I'm really pleased how enthusiastically everyone tackles these puzzles. On most Fridays now the discovery of the given answer is only the beginning of an excellent display of questioning and critical thinking around the problem. I've included here a few choice examples of puzzles and subsequent discussions that I think exhibit the exact characteristics that I'm really hoping for in this kind of exercise.

Choose your execution

This was the first puzzle in which I really started to see and introduce the idea of questioning the integrity of the puzzle itself as opposed to simply looking for the 'correct' answer. The interesting thing here is that the basis of the puzzle is that the prisoner escapes through manipulating the logic of his situation, however for me the language of the puzzle scenario provided scope for exploring other ideas.
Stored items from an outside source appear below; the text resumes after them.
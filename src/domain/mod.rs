mod backend_kind;
mod document;
mod file_acceptance;
mod message;
mod message_role;
mod normalized_content;
mod uploaded_file;

pub use backend_kind::BackendKind;
pub use document::{ContentType, DOCX_MIME, Document, extension_of};
pub use file_acceptance::{FileAcceptancePolicy, FileRejection, MAX_FILE_SIZE_BYTES};
pub use message::{ChatMessage, MessageId};
pub use message_role::MessageRole;
pub use normalized_content::NormalizedFileContent;
pub use uploaded_file::{FileDescriptor, FileId, FilePayload, UploadedFile, to_data_url};
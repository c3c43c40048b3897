use std::io::Write;
use std::time::Duration;

use async_trait::async_trait;
use pdf_oxide::PdfDocument;

use crate::application::ports::{FileLoader, FileLoaderError};
use crate::domain::{ContentType, Document};

use super::text_sanitizer::sanitize_extracted_text;

const EXTRACTION_TIMEOUT: Duration = Duration::from_secs(30);

/// Full-fidelity PDF text extraction, page by page.
#[derive(Default)]
pub struct PdfAdapter;

impl PdfAdapter {
    pub fn new() -> Self {
        Self
    }

    fn extract_pages(path: &std::path::Path) -> Result<Vec<String>, FileLoaderError> {
        let mut doc = PdfDocument::open(path)
            .map_err(|e| FileLoaderError::ExtractionFailed(format!("failed to parse PDF: {e}")))?;

        let page_count = doc.page_count().map_err(|e| {
            FileLoaderError::ExtractionFailed(format!("failed to read page count: {e}"))
        })?;

        let mut pages = Vec::with_capacity(page_count);

        for page_index in 0..page_count {
            match doc.extract_text(page_index) {
                Ok(text) if !text.trim().is_empty() => pages.push(text),
                Ok(_) => {}
                Err(e) => {
                    tracing::warn!(page_index, error = %e, "Skipping unreadable PDF page");
                }
            }
        }

        Ok(pages)
    }
}

/// Placeholder-only PDF handling for backends that do not extract PDF text.
pub struct LimitedPdfAdapter;

#[async_trait]
impl FileLoader for LimitedPdfAdapter {
    async fn extract_text(
        &self,
        _data: &[u8],
        document: &Document,
    ) -> Result<String, FileLoaderError> {
        if document.content_type != ContentType::Pdf {
            return Err(FileLoaderError::UnsupportedContentType(
                document.declared_type.clone(),
            ));
        }

        Ok(format!(
            "[PDF file: {} ({} bytes) - PDF parsing limited on this backend; the document text is not available]",
            document.filename, document.size_bytes
        ))
    }
}

#[async_trait]
impl FileLoader for PdfAdapter {
    #[tracing::instrument(
        skip(self, data),
        fields(
            file_id = %document.id,
            filename = %document.filename,
        )
    )]
    async fn extract_text(
        &self,
        data: &[u8],
        document: &Document,
    ) -> Result<String, FileLoaderError> {
        if document.content_type != ContentType::Pdf {
            return Err(FileLoaderError::UnsupportedContentType(
                document.declared_type.clone(),
            ));
        }

        let mut temp_file = tempfile::NamedTempFile::new().map_err(|e| {
            FileLoaderError::ExtractionFailed(format!("failed to create temp file: {e}"))
        })?;

        temp_file.write_all(data).map_err(|e| {
            FileLoaderError::ExtractionFailed(format!("failed to write temp file: {e}"))
        })?;

        // The temp file is removed when `temp_file` drops, after the blocking task finishes.
        let temp_path = temp_file.path().to_path_buf();

        let pages = tokio::time::timeout(
            EXTRACTION_TIMEOUT,
            tokio::task::spawn_blocking(move || Self::extract_pages(&temp_path)),
        )
        .await
        .map_err(|_| FileLoaderError::ExtractionFailed("PDF extraction timed out".to_string()))?
        .map_err(|e| FileLoaderError::ExtractionFailed(format!("task join error: {e}")))??;

        tracing::info!(page_count = pages.len(), "PDF text extraction complete");

        let sanitized_pages: Vec<String> = pages
            .iter()
            .map(|p| sanitize_extracted_text(p))
            .filter(|t| !t.is_empty())
            .collect();

        if sanitized_pages.is_empty() {
            return Err(FileLoaderError::NoTextFound(document.filename.clone()));
        }

        Ok(sanitized_pages.join("\n\n"))
    }
}
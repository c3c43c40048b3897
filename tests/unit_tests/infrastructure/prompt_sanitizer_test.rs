use docchat::infrastructure::observability::sanitize_prompt;

#[test]
fn given_empty_prompt_when_sanitizing_then_returns_empty_marker() {
    assert_eq!(sanitize_prompt(""), "[EMPTY]");
    assert_eq!(sanitize_prompt("   "), "[EMPTY]");
}

#[test]
fn given_short_prompt_when_sanitizing_then_returns_unchanged() {
    let prompt = "Summarize the attached report";
    assert_eq!(sanitize_prompt(prompt), prompt);
}

#[test]
fn given_long_prompt_when_sanitizing_then_truncates_with_length() {
    let prompt = "a".repeat(150);
    let result = sanitize_prompt(&prompt);
    assert!(result.contains("... (150 chars total)"));
    assert!(result.starts_with(&"a".repeat(100)));
}

#[test]
fn given_long_multibyte_prompt_when_sanitizing_then_cuts_on_char_boundary() {
    let prompt = "ø".repeat(120);
    let result = sanitize_prompt(&prompt);
    assert!(result.starts_with(&"ø".repeat(100)));
    assert!(result.contains("(120 chars total)"));
}

#[test]
fn given_gemini_key_param_when_sanitizing_then_redacts_it() {
    let prompt = "calling generateContent?key=AIzaSecret123&alt=json";
    let result = sanitize_prompt(prompt);
    assert!(result.contains("key=[REDACTED]"));
    assert!(!result.contains("AIzaSecret123"));
    assert!(result.contains("&alt=json"));
}

#[test]
fn given_repeated_secrets_when_sanitizing_then_redacts_every_occurrence() {
    let prompt = "token=one and token=two";
    let result = sanitize_prompt(prompt);
    assert_eq!(result, "token=[REDACTED] and token=[REDACTED]");
}

#[test]
fn given_bearer_token_when_sanitizing_then_redacts_token() {
    let result = sanitize_prompt("Authorization: Bearer sk-abc123xyz");
    assert!(result.contains("Bearer [REDACTED]"));
    assert!(!result.contains("sk-abc123xyz"));
}

#[test]
fn given_api_key_when_sanitizing_then_redacts_key() {
    let result = sanitize_prompt("Send request with api_key=secret123");
    assert!(result.contains("api_key=[REDACTED]"));
    assert!(!result.contains("secret123"));
}
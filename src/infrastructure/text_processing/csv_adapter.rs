use async_trait::async_trait;

use crate::application::ports::{FileLoader, FileLoaderError};
use crate::domain::{ContentType, Document};

pub const CSV_PREVIEW_ROWS: usize = 20;

/// Renders a CSV upload as a row-count summary plus the first rows verbatim.
pub struct CsvAdapter;

impl CsvAdapter {
    pub fn render(text: &str) -> Option<String> {
        let text = text.strip_prefix('\u{FEFF}').unwrap_or(text);
        let rows: Vec<&str> = text.lines().filter(|l| !l.trim().is_empty()).collect();
        let total = rows.len();

        if total == 0 {
            return None;
        }

        let shown = total.min(CSV_PREVIEW_ROWS);
        let mut out = format!(
            "CSV file with {} rows. Preview (first {} rows):\n{}",
            total,
            shown,
            rows[..shown].join("\n")
        );

        if total > CSV_PREVIEW_ROWS {
            out.push_str(&format!("\n... and {} more rows", total - CSV_PREVIEW_ROWS));
        }

        Some(out)
    }
}

#[async_trait]
impl FileLoader for CsvAdapter {
    async fn extract_text(
        &self,
        data: &[u8],
        document: &Document,
    ) -> Result<String, FileLoaderError> {
        if document.content_type != ContentType::Csv {
            return Err(FileLoaderError::UnsupportedContentType(
                document.declared_type.clone(),
            ));
        }

        Self::render(&String::from_utf8_lossy(data))
            .ok_or_else(|| FileLoaderError::NoTextFound(document.filename.clone()))
    }
}
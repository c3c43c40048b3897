pub mod llm;
pub mod observability;
pub mod text_processing;
pub mod transport;
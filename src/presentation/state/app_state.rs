use std::sync::Arc;

use crate::application::ports::LlmClient;
use crate::application::services::ChatService;
use crate::domain::BackendKind;
use crate::infrastructure::llm::{GeminiClient, OllamaClient};
use crate::infrastructure::text_processing::ExtractorFactory;
use crate::presentation::config::Settings;

#[derive(Clone)]
pub struct AppState {
    pub local_chat: Arc<ChatService>,
    pub cloud_chat: Arc<ChatService>,
    pub settings: Settings,
}

impl AppState {
    /// Wires both backends from settings, each with its own file loader policy.
    pub fn from_settings(settings: Settings) -> Self {
        let local: Arc<dyn LlmClient> = Arc::new(OllamaClient::from_settings(&settings.local));
        let cloud: Arc<dyn LlmClient> = Arc::new(GeminiClient::from_settings(&settings.cloud));
        Self::with_clients(settings, local, cloud)
    }

    pub fn with_clients(
        settings: Settings,
        local: Arc<dyn LlmClient>,
        cloud: Arc<dyn LlmClient>,
    ) -> Self {
        Self {
            local_chat: Arc::new(ChatService::new(
                local,
                Arc::new(ExtractorFactory::create(BackendKind::Local)),
            )),
            cloud_chat: Arc::new(ChatService::new(
                cloud,
                Arc::new(ExtractorFactory::create(BackendKind::Cloud)),
            )),
            settings,
        }
    }
}
mod chat_service;
mod chat_session;
mod file_normalizer;
mod prompt_assembler;

pub use chat_service::{ChatError, ChatOutcome, ChatRequest, ChatService};
pub use chat_session::{ChatSession, FAILURE_REPLY, SessionError};
pub use file_normalizer::{
    FileNormalizer, IMAGE_PLACEHOLDER_PHRASE, MAX_FILE_CHARS, TRUNCATION_NOTICE, cap_length,
    describe_image,
};
pub use prompt_assembler::{PromptFile, PromptRequest, system_instruction};
use std::fmt;
use std::str::FromStr;

use serde::{Deserialize, Serialize};

#[derive(Debug, Clone, Copy, PartialEq, Eq, Hash, Serialize, Deserialize)]
#[serde(rename_all = "lowercase")]
pub enum MessageRole {
    User,
    System,
    Assistant,
}

impl MessageRole {
    pub fn as_str(&self) -> &'static str {
        match self {
            MessageRole::User => "user",
            MessageRole::System => "system",
            MessageRole::Assistant => "assistant",
        }
    }
}

impl FromStr for MessageRole {
    type Err = String;

    fn from_str(s: &str) -> Result<Self, Self::Err> {
        match s.to_ascii_lowercase().as_str() {
            "user" => Ok(MessageRole::User),
            "system" => Ok(MessageRole::System),
            "assistant" => Ok(MessageRole::Assistant),
            other => Err(format!("Invalid message role: {}", other)),
        }
    }
}

impl fmt::Display for MessageRole {
    fn fmt(&self, f: &mut fmt::Formatter<'_>) -> fmt::Result {
        f.write_str(self.as_str())
    }
}
use async_trait::async_trait;
use reqwest::Client;
use serde::{Deserialize, Serialize};

use crate::application::ports::{LlmClient, LlmClientError, LlmReply, PromptOptions};
use crate::domain::BackendKind;
use crate::presentation::config::CloudModelSettings;

pub const DEFAULT_GEMINI_URL: &str =
    "https://generativelanguage.googleapis.com/v1beta/models/gemini-1.5-flash:generateContent";
pub const GEMINI_API_KEY_VAR: &str = "GEMINI_API_KEY";

const TEMPERATURE: f32 = 0.3;
const TOP_P: f32 = 0.9;
const MAX_OUTPUT_TOKENS: u32 = 2048;

/// Cloud generation API in the Gemini `generateContent` shape.
pub struct GeminiClient {
    client: Client,
    url: String,
    api_key: Option<String>,
}

#[derive(Serialize)]
struct GenerateContentRequest<'a> {
    contents: Vec<RequestContent<'a>>,
    #[serde(rename = "generationConfig")]
    generation_config: GenerationConfig,
}

#[derive(Serialize)]
struct RequestContent<'a> {
    parts: Vec<RequestPart<'a>>,
}

#[derive(Serialize)]
struct RequestPart<'a> {
    text: &'a str,
}

#[derive(Serialize)]
#[serde(rename_all = "camelCase")]
struct GenerationConfig {
    temperature: f32,
    top_p: f32,
    max_output_tokens: u32,
}

#[derive(Deserialize)]
struct GenerateContentResponse {
    #[serde(default)]
    candidates: Vec<Candidate>,
}

#[derive(Deserialize)]
struct Candidate {
    #[serde(default)]
    content: Option<CandidateContent>,
}

#[derive(Deserialize)]
struct CandidateContent {
    #[serde(default)]
    parts: Vec<CandidatePart>,
}

#[derive(Deserialize)]
struct CandidatePart {
    #[serde(default)]
    text: Option<String>,
}

impl GeminiClient {
    pub fn new(url: String, api_key: Option<String>) -> Self {
        Self {
            client: Client::new(),
            url,
            api_key: api_key.filter(|k| !k.trim().is_empty()),
        }
    }

    pub fn from_settings(settings: &CloudModelSettings) -> Self {
        Self::new(settings.url.clone(), settings.api_key.clone())
    }

    pub fn has_api_key(&self) -> bool {
        self.api_key.is_some()
    }
}

#[async_trait]
impl LlmClient for GeminiClient {
    fn backend(&self) -> BackendKind {
        BackendKind::Cloud
    }

    #[tracing::instrument(skip(self, prompt, _options), fields(url = %self.url))]
    async fn send_prompt(
        &self,
        prompt: &str,
        _options: &PromptOptions,
    ) -> Result<LlmReply, LlmClientError> {
        let api_key = self
            .api_key
            .as_deref()
            .ok_or_else(|| LlmClientError::MissingApiKey(GEMINI_API_KEY_VAR.to_string()))?;

        let body = GenerateContentRequest {
            contents: vec![RequestContent {
                parts: vec![RequestPart { text: prompt }],
            }],
            generation_config: GenerationConfig {
                temperature: TEMPERATURE,
                top_p: TOP_P,
                max_output_tokens: MAX_OUTPUT_TOKENS,
            },
        };

        let response = self
            .client
            .post(&self.url)
            .query(&[("key", api_key)])
            .json(&body)
            .send()
            .await
            // reqwest errors can embed the full URL, including the key.
            .map_err(|e| {
                LlmClientError::ApiRequestFailed(format!(
                    "Gemini request failed: {}",
                    e.without_url()
                ))
            })?;

        if response.status() == reqwest::StatusCode::TOO_MANY_REQUESTS {
            let body = response.text().await.unwrap_or_default();
            return Err(LlmClientError::RateLimited(format!(
                "Gemini API error: HTTP 429 Too Many Requests: {}",
                body
            )));
        }

        if !response.status().is_success() {
            let status = response.status();
            let body = response.text().await.unwrap_or_default();
            return Err(LlmClientError::ApiRequestFailed(format!(
                "Gemini API error: HTTP {}: {}",
                status, body
            )));
        }

        let raw: serde_json::Value = response
            .json()
            .await
            .map_err(|e| LlmClientError::InvalidResponse(e.without_url().to_string()))?;

        let parsed: GenerateContentResponse = serde_json::from_value(raw.clone())
            .map_err(|e| LlmClientError::InvalidResponse(e.to_string()))?;

        let text = parsed
            .candidates
            .into_iter()
            .next()
            .and_then(|c| c.content)
            .and_then(|c| c.parts.into_iter().next())
            .and_then(|p| p.text)
            .unwrap_or_default();

        Ok(LlmReply { text, raw })
    }
}
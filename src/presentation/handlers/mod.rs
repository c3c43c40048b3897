mod chat;
mod health;

pub use chat::{
    ChatFormError, ChatResponse, cloud_chat_handler, local_chat_handler, parse_chat_fields,
};
pub use health::health_handler;
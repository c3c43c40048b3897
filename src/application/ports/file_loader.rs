use async_trait::async_trait;

use crate::domain::Document;

/// Turns the decoded bytes of one file into text.
#[async_trait]
pub trait FileLoader: Send + Sync {
    async fn extract_text(
        &self,
        data: &[u8],
        document: &Document,
    ) -> Result<String, FileLoaderError>;
}

#[derive(Debug, thiserror::Error)]
pub enum FileLoaderError {
    #[error("unsupported content type: {0}")]
    UnsupportedContentType(String),
    #[error("could not decode file content: {0}")]
    Decode(String),
    #[error("extraction failed: {0}")]
    ExtractionFailed(String),
    #[error("no text found in {0}")]
    NoTextFound(String),
}
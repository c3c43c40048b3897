use async_trait::async_trait;

use crate::application::ports::{FileLoader, FileLoaderError};
use crate::domain::{ContentType, Document};

pub const JSON_PRETTY_LIMIT: usize = 3000;
pub const JSON_RAW_LIMIT: usize = 2000;
pub const INVALID_JSON_LABEL: &str = "[Invalid JSON - raw content]";
const JSON_TRUNCATION_NOTICE: &str = "\n... [JSON truncated]";

/// Pretty-prints JSON uploads; malformed documents pass through as labelled raw text.
pub struct JsonAdapter;

impl JsonAdapter {
    pub fn render(text: &str) -> String {
        let text = text.strip_prefix('\u{FEFF}').unwrap_or(text);

        match serde_json::from_str::<serde_json::Value>(text) {
            Ok(value) => {
                let pretty = serde_json::to_string_pretty(&value)
                    .unwrap_or_else(|_| text.to_string());
                if pretty.chars().count() > JSON_PRETTY_LIMIT {
                    let mut head: String = pretty.chars().take(JSON_PRETTY_LIMIT).collect();
                    head.push_str(JSON_TRUNCATION_NOTICE);
                    head
                } else {
                    pretty
                }
            }
            Err(e) => {
                tracing::debug!(error = %e, "JSON upload failed to parse, using raw content");
                let raw: String = text.chars().take(JSON_RAW_LIMIT).collect();
                format!("{}\n{}", INVALID_JSON_LABEL, raw)
            }
        }
    }
}

#[async_trait]
impl FileLoader for JsonAdapter {
    async fn extract_text(
        &self,
        data: &[u8],
        document: &Document,
    ) -> Result<String, FileLoaderError> {
        if document.content_type != ContentType::Json {
            return Err(FileLoaderError::UnsupportedContentType(
                document.declared_type.clone(),
            ));
        }

        Ok(Self::render(&String::from_utf8_lossy(data)))
    }
}
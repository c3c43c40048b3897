use axum::Json;
use axum::extract::State;
use axum::http::StatusCode;
use axum::response::IntoResponse;
use serde::Serialize;

use crate::presentation::state::AppState;

#[derive(Serialize)]
pub struct HealthResponse {
    pub status: String,
    pub local_model: String,
    pub cloud_api_key_configured: bool,
}

pub async fn health_handler(State(state): State<AppState>) -> impl IntoResponse {
    (
        StatusCode::OK,
        Json(HealthResponse {
            status: "healthy".to_string(),
            local_model: state.settings.local.model.clone(),
            cloud_api_key_configured: state
                .settings
                .cloud
                .api_key
                .as_deref()
                .is_some_and(|k| !k.trim().is_empty()),
        }),
    )
}
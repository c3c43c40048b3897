mod init_tracing;
mod prompt_sanitizer;
mod request_id;
mod tracing_config;

pub use init_tracing::init_tracing;
pub use prompt_sanitizer::sanitize_prompt;
pub use request_id::{REQUEST_ID_HEADER, RequestId, request_id_middleware, resolve_request_id};
pub use tracing_config::TracingConfig;
mod chat_transport;
mod file_loader;
mod llm_client;

pub use chat_transport::{ChatReply, ChatTransport, ChatTransportError, OutboundChat};
pub use file_loader::{FileLoader, FileLoaderError};
pub use llm_client::{LlmClient, LlmClientError, LlmReply, PromptOptions};
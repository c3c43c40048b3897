use std::collections::HashMap;
use std::sync::Arc;

use async_trait::async_trait;

use crate::application::ports::{FileLoader, FileLoaderError};
use crate::domain::{ContentType, Document};

/// Routes each document to the loader registered for its content type.
pub struct CompositeFileLoader {
    adapters: HashMap<ContentType, Arc<dyn FileLoader>>,
}

impl CompositeFileLoader {
    pub fn new(adapters: Vec<(ContentType, Arc<dyn FileLoader>)>) -> Self {
        Self {
            adapters: adapters.into_iter().collect(),
        }
    }

    pub fn supports(&self, content_type: ContentType) -> bool {
        self.adapters.contains_key(&content_type)
    }
}

#[async_trait]
impl FileLoader for CompositeFileLoader {
    async fn extract_text(
        &self,
        data: &[u8],
        document: &Document,
    ) -> Result<String, FileLoaderError> {
        let adapter = self.adapters.get(&document.content_type).ok_or_else(|| {
            FileLoaderError::UnsupportedContentType(document.content_type.as_mime().to_string())
        })?;

        tracing::debug!(
            filename = %document.filename,
            content_type = %document.content_type,
            bytes = data.len(),
            "Dispatching file to loader"
        );

        adapter.extract_text(data, document).await
    }
}
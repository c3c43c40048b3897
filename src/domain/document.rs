use std::fmt;

use super::FileId;

/// Describes one uploaded file as seen by the text extractors.
#[derive(Debug, Clone, PartialEq)]
pub struct Document {
    pub id: FileId,
    pub filename: String,
    pub declared_type: String,
    pub content_type: ContentType,
    pub size_bytes: u64,
}

/// Closed set of file kinds the normalizer knows how to render.
#[derive(Debug, Clone, Copy, PartialEq, Eq, Hash)]
pub enum ContentType {
    Image,
    Csv,
    Json,
    Pdf,
    Docx,
    Text,
}

pub const DOCX_MIME: &str = "application/vnd.openxmlformats-officedocument.wordprocessingml.document";

const IMAGE_EXTENSIONS: &[&str] = &["png", "jpg", "jpeg", "gif", "webp", "bmp", "svg"];

impl ContentType {
    /// Picks the content type from the declared MIME type, falling back to the
    /// filename extension. Anything unrecognised is treated as text.
    pub fn detect(mime: &str, filename: &str) -> Self {
        let mime = mime.trim().to_ascii_lowercase();
        let extension = extension_of(filename);
        let ext = extension.as_deref();

        if mime.starts_with("image/") || ext.is_some_and(|e| IMAGE_EXTENSIONS.contains(&e)) {
            Self::Image
        } else if mime == "text/csv" || ext == Some("csv") {
            Self::Csv
        } else if mime == "application/json" || ext == Some("json") {
            Self::Json
        } else if mime == "application/pdf" || ext == Some("pdf") {
            Self::Pdf
        } else if mime == DOCX_MIME {
            Self::Docx
        } else {
            Self::Text
        }
    }

    pub fn as_mime(&self) -> &'static str {
        match self {
            Self::Image => "image/*",
            Self::Csv => "text/csv",
            Self::Json => "application/json",
            Self::Pdf => "application/pdf",
            Self::Docx => DOCX_MIME,
            Self::Text => "text/plain",
        }
    }

    pub fn as_str(&self) -> &'static str {
        match self {
            Self::Image => "image",
            Self::Csv => "csv",
            Self::Json => "json",
            Self::Pdf => "pdf",
            Self::Docx => "docx",
            Self::Text => "text",
        }
    }
}

impl fmt::Display for ContentType {
    fn fmt(&self, f: &mut fmt::Formatter<'_>) -> fmt::Result {
        write!(f, "{}", self.as_str())
    }
}

/// Lowercased extension after the last dot, if the name has one.
pub fn extension_of(filename: &str) -> Option<String> {
    let (_, ext) = filename.rsplit_once('.')?;
    if ext.is_empty() || ext.contains(['/', '\\']) {
        return None;
    }
    Some(ext.to_ascii_lowercase())
}

impl Document {
    pub fn new(id: FileId, filename: String, declared_type: String, size_bytes: u64) -> Self {
        let content_type = ContentType::detect(&declared_type, &filename);
        Self {
            id,
            filename,
            declared_type,
            content_type,
            size_bytes,
        }
    }
}
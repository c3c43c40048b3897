const MAX_VISIBLE_CHARS: usize = 100;

const SENSITIVE_PREFIXES: &[(&str, &str)] = &[
    ("Bearer ", "Bearer [REDACTED]"),
    ("api_key=", "api_key=[REDACTED]"),
    ("key=", "key=[REDACTED]"),
    ("password=", "password=[REDACTED]"),
    ("secret=", "secret=[REDACTED]"),
    ("token=", "token=[REDACTED]"),
];

/// Shortens user-supplied text for log lines and masks credential-looking values.
pub fn sanitize_prompt(prompt: &str) -> String {
    let trimmed = prompt.trim();

    if trimmed.is_empty() {
        return String::from("[EMPTY]");
    }

    let total_chars = trimmed.chars().count();
    let sanitized = if total_chars > MAX_VISIBLE_CHARS {
        let visible: String = trimmed.chars().take(MAX_VISIBLE_CHARS).collect();
        format!("{}... ({} chars total)", visible, total_chars)
    } else {
        trimmed.to_string()
    };

    redact_sensitive_patterns(&sanitized)
}

fn redact_sensitive_patterns(text: &str) -> String {
    let mut result = text.to_string();

    for (pattern, replacement) in SENSITIVE_PREFIXES {
        let mut search_from = 0;
        while let Some(found) = result[search_from..].find(pattern) {
            let idx = search_from + found;
            let value_start = idx + pattern.len();
            let end = result[value_start..]
                .find(|c: char| c.is_whitespace() || c == '&' || c == '"' || c == '\'')
                .map(|i| value_start + i)
                .unwrap_or(result.len());

            if result[value_start..end].starts_with("[REDACTED]") {
                search_from = end;
                continue;
            }

            result.replace_range(idx..end, replacement);
            search_from = idx + replacement.len();
        }
    }

    result
}
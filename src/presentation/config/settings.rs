use std::collections::HashMap;

use config::builder::DefaultState;
use config::{Config, ConfigBuilder, ConfigError, File};
use config::Environment as EnvironmentSource;
use serde::Deserialize;

use crate::infrastructure::llm::{DEFAULT_GEMINI_URL, DEFAULT_OLLAMA_MODEL, DEFAULT_OLLAMA_URL};

use super::Environment;

/// Well-known variables outside the `APP__` namespace and the keys they override.
const ENV_OVERRIDES: &[(&str, &str)] = &[
    ("SERVER_PORT", "server.port"),
    ("OLLAMA_API_URL", "local.url"),
    ("OLLAMA_MODEL", "local.model"),
    ("GEMINI_API_URL", "cloud.url"),
    ("GEMINI_API_KEY", "cloud.api_key"),
];

#[derive(Debug, Clone, Deserialize)]
pub struct Settings {
    pub server: ServerSettings,
    pub local: LocalModelSettings,
    pub cloud: CloudModelSettings,
    pub logging: LoggingSettings,
}

#[derive(Debug, Clone, Deserialize)]
pub struct ServerSettings {
    pub host: String,
    pub port: u16,
    pub max_body_mb: usize,
}

#[derive(Debug, Clone, Deserialize)]
pub struct LocalModelSettings {
    pub url: String,
    pub model: String,
}

#[derive(Debug, Clone, Deserialize)]
pub struct CloudModelSettings {
    pub url: String,
    #[serde(default)]
    pub api_key: Option<String>,
}

#[derive(Debug, Clone, Deserialize)]
pub struct LoggingSettings {
    pub level: String,
    pub enable_json: bool,
}

impl Settings {
    /// Layers defaults, `appsettings.<Environment>` (optional), `APP__*`
    /// variables and the well-known overrides, in that order.
    pub fn load(environment: Environment) -> Result<Self, ConfigError> {
        let vars: HashMap<String, String> = std::env::vars().collect();
        Self::from_vars(environment, &vars)
    }

    pub fn from_vars(
        environment: Environment,
        vars: &HashMap<String, String>,
    ) -> Result<Self, ConfigError> {
        let mut builder = Self::defaults()?
            .add_source(
                File::with_name(&format!("appsettings.{}", environment.as_str())).required(false),
            )
            .add_source(
                EnvironmentSource::with_prefix("APP")
                    .prefix_separator("__")
                    .separator("__")
                    .source(Some(
                        vars.iter()
                            .map(|(k, v)| (k.clone(), v.clone()))
                            .collect(),
                    )),
            );

        for (var, key) in ENV_OVERRIDES {
            let value = vars.get(*var).filter(|v| !v.trim().is_empty()).cloned();
            builder = builder.set_override_option(*key, value)?;
        }

        builder.build()?.try_deserialize()
    }

    fn defaults() -> Result<ConfigBuilder<DefaultState>, ConfigError> {
        Config::builder()
            .set_default("server.host", "0.0.0.0")?
            .set_default("server.port", 3000)?
            .set_default("server.max_body_mb", 60)?
            .set_default("local.url", DEFAULT_OLLAMA_URL)?
            .set_default("local.model", DEFAULT_OLLAMA_MODEL)?
            .set_default("cloud.url", DEFAULT_GEMINI_URL)?
            .set_default("logging.level", "info")?
            .set_default("logging.enable_json", false)
    }

    pub fn max_body_bytes(&self) -> usize {
        self.server.max_body_mb.saturating_mul(1024 * 1024)
    }
}

impl Default for Settings {
    fn default() -> Self {
        Self {
            server: ServerSettings {
                host: "0.0.0.0".to_string(),
                port: 3000,
                max_body_mb: 60,
            },
            local: LocalModelSettings {
                url: DEFAULT_OLLAMA_URL.to_string(),
                model: DEFAULT_OLLAMA_MODEL.to_string(),
            },
            cloud: CloudModelSettings {
                url: DEFAULT_GEMINI_URL.to_string(),
                api_key: None,
            },
            logging: LoggingSettings {
                level: "info".to_string(),
                enable_json: false,
            },
        }
    }
}
/// Configuration for tracing initialization.
#[derive(Debug, Clone)]
pub struct TracingConfig {
    pub environment: String,
    pub json_format: bool,
    /// Fallback filter directive used when `RUST_LOG` is unset.
    pub default_filter: String,
}

impl TracingConfig {
    pub fn from_settings(environment: &str, level: &str, enable_json: bool) -> Self {
        Self {
            environment: environment.to_string(),
            json_format: enable_json
                || std::env::var("LOG_FORMAT")
                    .map(|v| v.eq_ignore_ascii_case("json"))
                    .unwrap_or(false),
            default_filter: format!(
                "{},docchat=debug,tower_http=debug",
                level.trim()
            ),
        }
    }
}

impl Default for TracingConfig {
    fn default() -> Self {
        Self {
            environment: std::env::var("APP_ENVIRONMENT").unwrap_or_else(|_| "Local".to_string()),
            json_format: std::env::var("LOG_FORMAT")
                .map(|v| v.eq_ignore_ascii_case("json"))
                .unwrap_or(false),
            default_filter: "info,docchat=debug,tower_http=debug".to_string(),
        }
    }
}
Puzzle: General Gasslefield, accused of high treason, is sentenced to death by the court-martial. 
He is allowed to make a final statement, after which he will be shot if the statement is false 
or will be hung if the statement is true. Gasslefield makes his final statement and is released. 
What was his statement?**
  • A: I think the General said “I’m going to be shot”.*
  • Me: Well done, that’s the solution given. I personally would not have let him go – anyone see a way round letting him go?
  • J: Yes – I don’t see any reason why the alternative to “shot” or “hung” had to be “set free”. That’s not stated anywhere. It could have been continued incarceration – or some other method of execution. Anyway, given the statement, as soon as you take one or other of the two prescribed actions, either the statement or the action becomes invalid under the rules. If you don’t take an action, then we don’t yet know whether the statement is true of false – so he could continue to be held.
  • Me: They say they’ll shoot him if his statement is false but don’t explicitly say they won’t shoot him if it is true (i.e. it is an OR not an XOR) I’d have hung him then shot him.
  • S: Or may be shoot him on the leg and then hang him.

The Smuggler

This is a great example of something that is seen a lot in software circles. A solution that, on first examination, appears plausible, but that does not stand up well to closer scrutiny considering the practicalities of the situation.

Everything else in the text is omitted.